Urve, hz. Aişe’den şöyle naklediyor: “Rasûlüllah teheccüde kalktığı zaman (ayakta çok durmaktan) ayakları yarılırdı. Hz. Aişe ona; “Böyle niye yapıyorsun ey Allah’ın Rasûlü? Allah senin geçmiş ve gelecek günahlarını bağışladı” dedi. Buyurdu ki: “Allah’a şükreden bir kul olmayı sevmiyeyim mi?” Biraz kilo alınca oturarark kılardı. Rukû’ yapmak istediği zaman doğrulur, kıraat yapar sonra rukû’ ederdi.” (Buhârî, Tefsir-Fetih/2 no: 4837)

Ziyad b. I’lâkate dedi ki: Muğîre b. Şu’be’nin şöyle dediğini işittim: “Rasûlüllah  ayakları şişinceye (veya kabarıncaya) kadar gece namazı kılardı. (Bu durum) kendisine söylendiği zaman şöyle cevap verdi: “Allah’a şükreden bir kul olmayayım mı?” (Buhârî, Rikâk/20 no: 6471. Aynısı: Tirmizî, Salat/187 no: 412)

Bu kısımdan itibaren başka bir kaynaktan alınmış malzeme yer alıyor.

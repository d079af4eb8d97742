use std::time::Duration;

use clap::{Parser, Subcommand};
use corelms_gateway::jobs::{JobPoller, PollState, Timeline, TimelineEntry, TimelineView};
use corelms_gateway::model::entity::{
    JobKind, JobList, JobRecord, MAX_JOB_LIST_LIMIT, SessionUser, is_valid_id,
};
use corelms_gateway::model::{ApiClient, ModelManager, UpstreamError};
use tokio_util::sync::CancellationToken;

#[derive(Parser, Debug)]
#[command(about = "CLI tool for inspecting CoreLMS jobs", long_about = None)]
pub struct Cli {
    /// CoreLMS API base URL
    #[arg(long, env = "CORE_API_BASE_URL", default_value = "http://localhost:8000")]
    pub api: String,

    /// Access token of an admin account
    #[arg(long, env = "CORE_TOKEN", hide_env_values = true)]
    pub token: String,

    /// Upstream timeout in seconds
    #[arg(long, default_value_t = 15)]
    pub timeout_secs: u64,

    #[command(subcommand)]
    pub command: Commands,
}

#[derive(Subcommand, Debug)]
pub enum Commands {
    /// Show the user behind the token
    Me,

    /// Import and regeneration jobs
    Jobs {
        #[command(subcommand)]
        action: JobCommands,
    },
}

#[derive(Subcommand, Debug)]
pub enum JobCommands {
    /// Print the merged timeline
    List {
        /// Show finished jobs instead of running ones
        #[arg(long, default_value_t = false)]
        history: bool,
        #[arg(long, default_value_t = 20)]
        limit: u32,
    },
    /// Poll the queues and print status changes until Ctrl+C
    Watch {
        #[arg(long, default_value_t = 3000)]
        interval_ms: u64,
        #[arg(long, default_value_t = 20)]
        limit: u32,
    },
    /// Queue a failed import again
    Retry { job_id: String },
    /// Ask the worker to stop a job
    Cancel { job_id: String },
    /// Regenerate the quizzes of every lesson in a module
    RegenModule { module_id: String },
    /// Regenerate the quiz of a single lesson
    RegenLesson { submodule_id: String },
}

fn require_id(id: &str) {
    if !is_valid_id(id) {
        eprintln!("malformed id: {id:?}");
        std::process::exit(2);
    }
}

fn print_entry(entry: &TimelineEntry) {
    let when = entry
        .timestamp
        .map(|t| t.format("%Y-%m-%d %H:%M:%S").to_string())
        .unwrap_or_else(|| String::from("-"));
    let stage = entry.stage_label.as_deref().unwrap_or("-");

    println!(
        "{when}  {:<6} {:<36} {:<18} {:<28} {}",
        entry.kind, entry.job_id, entry.badge_label, stage, entry.title
    );
    if let Some(failure) = &entry.failure {
        println!("        {failure}");
    }
}

async fn watch(mm: ModelManager, token: String, interval: Duration, limit: u32) {
    let cancel = CancellationToken::new();
    let mut rx = JobPoller::new(mm, token, interval, limit).spawn(cancel.clone());

    let stop = cancel.clone();
    tokio::spawn(async move {
        let _ = tokio::signal::ctrl_c().await;
        stop.cancel();
    });

    let mut first = true;
    while rx.changed().await.is_ok() {
        let state = rx.borrow_and_update().clone();
        match state {
            PollState::Pending => {}
            PollState::Ready {
                timeline,
                transitions,
            } => {
                if first {
                    timeline
                        .view(TimelineView::Active, limit as usize)
                        .iter()
                        .for_each(print_entry);
                    first = false;
                }
                for t in transitions {
                    let from = t.from.map(|b| b.label()).unwrap_or("new");
                    println!("{} {} {}: {} -> {}", t.kind, t.job_id, t.title, from, t.to);
                }
            }
            PollState::Failed { message } => eprintln!("poll failed: {message}"),
            PollState::SessionExpired => {
                eprintln!("token rejected, stopping");
                break;
            }
        }
    }
}

#[tokio::main]
async fn main() -> corelms_gateway::error::AppResult<()> {
    let _ = dotenvy::dotenv();
    let args = Cli::parse();

    let client = ApiClient::connect(&args.api, Duration::from_secs(args.timeout_secs))?;
    let mm = ModelManager::new(client);
    let token = args.token;

    match args.command {
        Commands::Me => {
            let user = SessionUser::fetch(&mm, &token).await?;
            println!("{} ({}), role: {}", user.name(), user.id(), user.role());
            if user.must_change_password() {
                println!("password change required");
            }
        }

        Commands::Jobs { action } => match action {
            JobCommands::List { history, limit } => {
                let limit = limit.clamp(1, MAX_JOB_LIST_LIMIT);
                let (imports, regens) = tokio::try_join!(
                    JobList::fetch(&mm, &token, JobKind::Import, limit, history),
                    JobList::fetch(&mm, &token, JobKind::Regen, limit, history),
                )?;

                let view = if history {
                    TimelineView::History
                } else {
                    TimelineView::Active
                };
                let entries = Timeline::reconcile(&imports, &regens).view(view, limit as usize);
                if entries.is_empty() {
                    println!("no jobs");
                }
                entries.iter().for_each(print_entry);
            }

            JobCommands::Watch { interval_ms, limit } => {
                let limit = limit.clamp(1, MAX_JOB_LIST_LIMIT);
                watch(mm, token, Duration::from_millis(interval_ms.max(250)), limit).await;
            }

            JobCommands::Retry { job_id } => {
                require_id(&job_id);
                let resp = JobRecord::retry(&mm, &token, &job_id).await?;
                println!("Retry queued: {resp}");
            }

            JobCommands::Cancel { job_id } => {
                require_id(&job_id);
                match JobRecord::cancel(&mm, &token, &job_id).await {
                    Ok(resp) => println!("Cancel requested: {resp}"),
                    Err(UpstreamError::Rejected { status, message, .. }) => {
                        eprintln!("cancel refused ({status}): {message}");
                    }
                    Err(e) => return Err(e.into()),
                }
            }

            JobCommands::RegenModule { module_id } => {
                require_id(&module_id);
                let resp = JobRecord::regenerate_module(&mm, &token, &module_id).await?;
                println!("Regeneration queued: {resp}");
            }

            JobCommands::RegenLesson { submodule_id } => {
                require_id(&submodule_id);
                let resp = JobRecord::regenerate_submodule(&mm, &token, &submodule_id).await?;
                println!("Regeneration queued: {resp}");
            }
        },
    }

    Ok(())
}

Ziyad b. I’lâkate dedi ki: Muğîre b. Şu’be’nin şöyle dediğini işittim: “ Rasûlüllah  ayakları kabarıncaya namaz kıldı. Ona; “Bununla kendini mi zorluyorsun? Halbuki Allah senin geçmiş ve gelecek günahlarını affetti” denildi. O, “Allah’a şükreden bir kul olmayayım mı?” dedi. (Müslim, S. Munâfikîn/18(79) no: 7124)

Ziyad b. I’lâkate dedi ki: Muğîre b. Şu’be’nin şöyle dediğini işittim: “Rasûlüllah  ayakları şişinceye kadar teheccüd kıldı. (Bazıları) “Allah senin geçmiş ve gelecek günahlarını affetti” dediler. O, “Allah’a şükreden bir kul olmayayım mı?” şeklinde cevap verdi. (Müslim, S. Munâfikîn/18(80) no: 7125. Aynısı: Nesâî, Kıyâmu’l-Leyl/17 no: 1645. İbni Mâce, İ. Salat/200 no: 1419)

Urve b. Zübeyr, hz. Aişe’nin şöyle dediğini nakletti: “Rasûlüllah namaza (teheccüde) kalktığı zaman ayakları çatlayıncaya kadar kıyam ederdi.” Aişe (r. anha) ona; “Bunu neden yapıyorsun, senin geçmiş ve gelecek günahların bağışlandı?” Dedi ki; “Ya Aişe! “Allah’a şükreden bir kul olmayayım mı?” (Müslim, S. Munâfikîn/18(81) no: 7126)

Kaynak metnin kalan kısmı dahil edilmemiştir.